Maintaining customers is what's in it for them. Y'know, they just updated my iPad 3rd generation, which isn't much newer. Generally speaking if they support customers long-term, that is what keeps customers, especially professionals, encouraged to continue investing in Apple and paying that premium price tag, when HP or Dell offer workstations that are far more powerful these days. I'll stick with Apple as long as I can rely on them to stick with me, too.
Having a programmer spend a few days to incorporate these NVMe drivers into their firmware would probably be a very minimal investment for Apple to give a gesture to those of us who dropped $3k, $4k, $5k on their top-end machine, and want to keep it relevant. I'm much more encouraged to buy a nMP if they treat us right by not cutting us off from the future in machines that aren't even 10 years old yet.
It seems to be doctrine nowadays that beyond 2 or 3 years you're not supposed to be able to expect jack out of companies regarding hardware. But there's no reason that a computer shouldn't be a 10- or 20-year investment nowadays, now that they're powerful enough and expandable to last that long. What's the point of building a machine like the Mac Pro, with this level of expandability, if you're not going to make the most minimal effort to keep it compatible with third-party boards?
One of the best lessons you'll ever learn about business, son, is that treating customers right is how you make money, because customers who you treat right tell 10, 20, 30 of their friends. Me personally, I'm someone who all my family and friends come to, to ask me, "What should I buy?" I like to say, "Apple, because they update their products a lot longer than anyone else. You buy an iPhone, iPad, or Mac, you'll still be getting OS updates 4 or 5 years from now that makes it run better and have more features."

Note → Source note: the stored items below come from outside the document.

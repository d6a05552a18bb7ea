// SPDX-FileCopyrightText: 2026 FlowCon Contributors
// SPDX-License-Identifier: MIT OR Apache-2.0

//! FlowCon - captures reusable project knowledge from assistant runs.
//!
//! This is the binary entry point invoked by the host workflow.

#[cfg(not(target_env = "msvc"))]
use tikv_jemallocator::Jemalloc;

#[cfg(not(target_env = "msvc"))]
#[global_allocator]
static GLOBAL: Jemalloc = Jemalloc;

mod capture;

use std::path::PathBuf;

use clap::{Parser, Subcommand};
use flowcon_config::FlowconConfig;
use flowcon_core::CaptureContext;
use tracing::warn;

/// FlowCon - captures reusable project knowledge from assistant runs.
#[derive(Parser, Debug)]
#[command(name = "flowcon", version, about, long_about = None)]
struct Cli {
    /// Load configuration from this file instead of the standard locations.
    #[arg(long, global = true)]
    config: Option<PathBuf>,

    #[command(subcommand)]
    command: Commands,
}

/// Available subcommands.
#[derive(Subcommand, Debug)]
enum Commands {
    /// Extract memories from a finished run and send them to FlowCon.
    Capture {
        /// Path to the run transcript (JSON array or JSON Lines).
        #[arg(long)]
        transcript: PathBuf,
        /// Pull request number the run worked on.
        #[arg(long)]
        pr_number: String,
        /// Owner of the repository.
        #[arg(long)]
        repo_owner: String,
        /// Name of the repository.
        #[arg(long)]
        repo_name: String,
    },
    /// Print the memory prompt appended to the assistant's system prompt.
    Prompt,
}

#[tokio::main]
async fn main() {
    let cli = Cli::parse();

    let loaded = match &cli.config {
        Some(path) => flowcon_config::load_and_validate_path(path),
        None => flowcon_config::load_and_validate(),
    };
    let config = match loaded {
        Ok(config) => config,
        Err(errors) if matches!(cli.command, Commands::Capture { .. }) => {
            init_tracing(&FlowconConfig::default().log_level);
            warn!(
                "invalid FlowCon configuration, memory capture disabled\n{}",
                flowcon_config::render_report(&errors)
            );
            return;
        }
        Err(errors) => {
            flowcon_config::render_errors(&errors);
            std::process::exit(1);
        }
    };

    init_tracing(&config.log_level);

    match cli.command {
        Commands::Capture {
            transcript,
            pr_number,
            repo_owner,
            repo_name,
        } => {
            let context = CaptureContext::new(pr_number, repo_owner, repo_name);
            capture::run_capture(&transcript, &context, &config).await;
        }
        Commands::Prompt => {
            let prompt = flowcon_memory::memory_prompt(config.capture.memory_prompt.as_deref());
            println!("{prompt}");
        }
    }
}

/// Initialize the tracing subscriber. Output goes to stderr.
fn init_tracing(log_level: &str) {
    use tracing_subscriber::EnvFilter;

    let filter = EnvFilter::try_from_default_env()
        .unwrap_or_else(|_| EnvFilter::new(format!("flowcon={log_level},warn")));

    tracing_subscriber::fmt()
        .with_env_filter(filter)
        .with_writer(std::io::stderr)
        .with_target(true)
        .with_thread_names(false)
        .init();
}

#[cfg(test)]
mod tests {
    use super::*;
    use clap::CommandFactory;

    #[test]
    #[cfg(not(target_env = "msvc"))]
    fn jemalloc_is_active() {
        use tikv_jemalloc_ctl::{epoch, stats};
        epoch::advance().unwrap();
        let allocated = stats::allocated::read().unwrap();
        assert!(allocated > 0, "jemalloc should report non-zero allocation");
    }

    #[test]
    fn cli_definition_is_consistent() {
        Cli::command().debug_assert();
    }

    #[test]
    fn parses_capture_arguments() {
        let cli = Cli::try_parse_from([
            "flowcon",
            "capture",
            "--transcript",
            "/tmp/run.json",
            "--pr-number",
            "7",
            "--repo-owner",
            "acme",
            "--repo-name",
            "widgets",
        ])
        .unwrap();
        match cli.command {
            Commands::Capture {
                transcript,
                pr_number,
                repo_owner,
                repo_name,
            } => {
                assert_eq!(transcript, PathBuf::from("/tmp/run.json"));
                assert_eq!(pr_number, "7");
                assert_eq!(repo_owner, "acme");
                assert_eq!(repo_name, "widgets");
            }
            other => panic!("expected capture, got {other:?}"),
        }
        assert!(cli.config.is_none());
    }

    #[test]
    fn capture_requires_pr_context() {
        let result = Cli::try_parse_from(["flowcon", "capture", "--transcript", "run.json"]);
        assert!(result.is_err());
    }

    #[test]
    fn config_flag_is_global() {
        let cli = Cli::try_parse_from(["flowcon", "prompt", "--config", "custom.toml"]).unwrap();
        assert_eq!(cli.config, Some(PathBuf::from("custom.toml")));
        assert!(matches!(cli.command, Commands::Prompt));
    }
}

That's an illogical statement. Tiamo's hacking has nothing to do with whether a 2009 Mac Pro's logic board can technically boot from an NVMe SSD. Intel lists its 750 SSD, which is based on NVMe, as only being compatible with Z97 and X99 based logic boards, so it's entirely possible that the chipset on these older Mac Pros simply cannot talk to NVMe, no matter what Apple does to the UEFI BIOS. However I'd like it if they came out and said so, rather than just leaving us in the dust with no support, and I've written to Apple to request that they issue said update.
I've read about some PC folks who have successfully patched older UEFIs and added the driver modules from newer Z97 boards. UEFI is a fairly modular thing, and Apple does use standard Intel chipsets under the hood, albeit with their own "headless" UEFI implementation. They should still be able to toss in these easily available NVMe drivers though.

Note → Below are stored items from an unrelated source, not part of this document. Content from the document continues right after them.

// SPDX-FileCopyrightText: 2026 FlowCon Contributors
// SPDX-License-Identifier: MIT OR Apache-2.0

//! Configuration model structs for FlowCon memory capture.
//!
//! All structs use `#[serde(deny_unknown_fields)]` to reject unrecognized
//! config keys at startup, providing actionable error messages.

use secrecy::SecretString;
use serde::{Deserialize, Deserializer, Serialize};

/// Top-level FlowCon configuration.
///
/// Loaded from TOML files following the XDG hierarchy, with environment
/// variable overrides. Every section is optional; with no store settings the
/// capture pipeline stays disabled.
#[derive(Debug, Clone, Deserialize, Serialize)]
#[serde(deny_unknown_fields)]
pub struct FlowconConfig {
    /// Logging level (trace, debug, info, warn, error).
    #[serde(default = "default_log_level")]
    pub log_level: String,

    /// Remote memory store connection settings.
    #[serde(default)]
    pub store: StoreConfig,

    /// Retry and timeout settings for deliveries.
    #[serde(default)]
    pub delivery: DeliveryConfig,

    /// Memory capture behavior.
    #[serde(default)]
    pub capture: CaptureConfig,
}

impl Default for FlowconConfig {
    fn default() -> Self {
        Self {
            log_level: default_log_level(),
            store: StoreConfig::default(),
            delivery: DeliveryConfig::default(),
            capture: CaptureConfig::default(),
        }
    }
}

fn default_log_level() -> String {
    "info".to_string()
}

/// Remote memory store configuration.
///
/// All three values must be present for the pipeline to run.
#[derive(Debug, Clone, Default, Deserialize, Serialize)]
#[serde(deny_unknown_fields)]
pub struct StoreConfig {
    /// Base URL of the FlowCon server.
    #[serde(default, deserialize_with = "lenient_string")]
    pub server: Option<String>,

    /// Personal access token sent as a bearer credential.
    #[serde(default, deserialize_with = "lenient_string")]
    pub pat: Option<String>,

    /// Logical grouping identifier. Only gates activation; it is not sent.
    #[serde(default, deserialize_with = "lenient_string")]
    pub group_id: Option<String>,
}

impl StoreConfig {
    /// Resolves the settings needed to deliver memories.
    ///
    /// Returns `None` when any value is missing or blank, which is the
    /// normal "feature disabled" state.
    pub fn resolve(&self) -> Option<StoreSettings> {
        let server = non_blank(self.server.as_deref())?;
        let pat = non_blank(self.pat.as_deref())?;
        let group_id = non_blank(self.group_id.as_deref())?;
        Some(StoreSettings {
            server: server.to_string(),
            pat: SecretString::from(pat.to_string()),
            group_id: group_id.to_string(),
        })
    }
}

fn non_blank(value: Option<&str>) -> Option<&str> {
    value.map(str::trim).filter(|v| !v.is_empty())
}

/// Fully resolved store settings. The PAT never appears in `Debug` output.
#[derive(Debug, Clone)]
pub struct StoreSettings {
    pub server: String,
    pub pat: SecretString,
    pub group_id: String,
}

/// Delivery retry configuration.
#[derive(Debug, Clone, Deserialize, Serialize)]
#[serde(deny_unknown_fields)]
pub struct DeliveryConfig {
    /// Total attempts per memory, including the first.
    #[serde(default = "default_max_attempts")]
    pub max_attempts: u32,

    /// Delay after failed attempt N (1-based) is `backoff_ms[N - 1]`;
    /// attempts beyond the list reuse its last entry.
    #[serde(default = "default_backoff_ms")]
    pub backoff_ms: Vec<u64>,

    /// Transport timeout for a single attempt.
    #[serde(default = "default_request_timeout_secs")]
    pub request_timeout_secs: u64,
}

impl Default for DeliveryConfig {
    fn default() -> Self {
        Self {
            max_attempts: default_max_attempts(),
            backoff_ms: default_backoff_ms(),
            request_timeout_secs: default_request_timeout_secs(),
        }
    }
}

fn default_max_attempts() -> u32 {
    3
}

fn default_backoff_ms() -> Vec<u64> {
    vec![1000, 2000, 4000]
}

fn default_request_timeout_secs() -> u64 {
    30
}

/// Memory capture configuration.
#[derive(Debug, Clone, Default, Deserialize, Serialize)]
#[serde(deny_unknown_fields)]
pub struct CaptureConfig {
    /// Replaces the built-in memory extraction prompt when set.
    #[serde(default)]
    pub memory_prompt: Option<String>,
}

/// Scalar forms accepted where a string is expected.
///
/// Lets a TOML file write `group_id = 42` without quotes.
#[derive(Deserialize)]
#[serde(untagged)]
enum Scalar {
    Text(String),
    Int(i64),
    Float(f64),
    Bool(bool),
}

fn lenient_string<'de, D>(deserializer: D) -> Result<Option<String>, D::Error>
where
    D: Deserializer<'de>,
{
    let value = Option::<Scalar>::deserialize(deserializer)?;
    Ok(value.map(|scalar| match scalar {
        Scalar::Text(s) => s,
        Scalar::Int(n) => n.to_string(),
        Scalar::Float(f) => f.to_string(),
        Scalar::Bool(b) => b.to_string(),
    }))
}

I hear you. Well, I guess time will tell. If not, I guess we can look forward to some cheap used nMPs showing up on eBay when they release the Skylake variant with NVMe.
I think that in a way, from a sales perspective, nMP is kind of brilliant, because the user just unplugs all the cables, gets the new one, plugs in all the cables, and boom upgrade done. Don't have to swap out PCI boards and hard drives.
Still I just hate Apple going back on its principles… remember the iMac add with Jeff Goldblum, where he talks about the lack of cables? Now we have more cables than ever, with nMP. Ironic.
Yeah, I'm tempted to just buy one of those, and be done with it. I bought an 850 PRO but haven't opened it yet because I realized for an extra hundred bucks I could double my speed. I guess it wouldn't make that much of a difference for most things, but I figure since I'm doing it, why not get the best possible thing available at the time? I can put the 850 PRO into my 2012 MacBook Pro.